[Stored data entries]
____________

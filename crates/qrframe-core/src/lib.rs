//! Qrframe Core: shared types for the QR rendering pipeline
//!
//! A payload enters as text, exits as a framed vector drawing. This
//! crate holds the vocabulary every stage speaks:
//!
//! 1. **Style** — module/eye shapes, colors, gradient, logo, frame
//!    selection ([`style`])
//! 2. **Vector tree** — the drawing primitives each stage produces and
//!    consumes ([`vector`])
//! 3. **Frame contract** — the trait decorative frames implement
//!    ([`traits`])
//! 4. **Errors** — one `thiserror` taxonomy for the whole workspace
//!    ([`error`])
//!
//! The actual rendering lives in `qrframe-render`, the concrete frames
//! in `qrframe-frames`, and serialization in `qrframe-export`.

pub mod color;
pub mod error;
pub mod style;
pub mod traits;
pub mod vector;

pub use color::Color;
pub use error::{EncodeError, ExportError, QrError, Result};
pub use style::{
    EcLevel, EyeStyle, FrameKind, FrameSpec, GradientDirection, GradientSpec, LogoRef,
    ModuleStyle, StyleConfig,
};
pub use traits::FrameRenderer;
pub use vector::{
    ClipShape, Fill, GradientDef, GradientKind, Group, Node, RenderedVector, Stroke, TextAnchor,
    Transform,
};

/// Virtual size of one matrix cell, shared by every component so
/// coordinates compose without rescaling.
pub const CELL: f64 = 10.0;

____________

**Your goal:**
Collect each line of the entries that has the word "shared", copying it in full.

**Expected answer:**
//! Qrframe Core: shared types for the QR rendering pipeline
/// Virtual size of one matrix cell, shared by every component so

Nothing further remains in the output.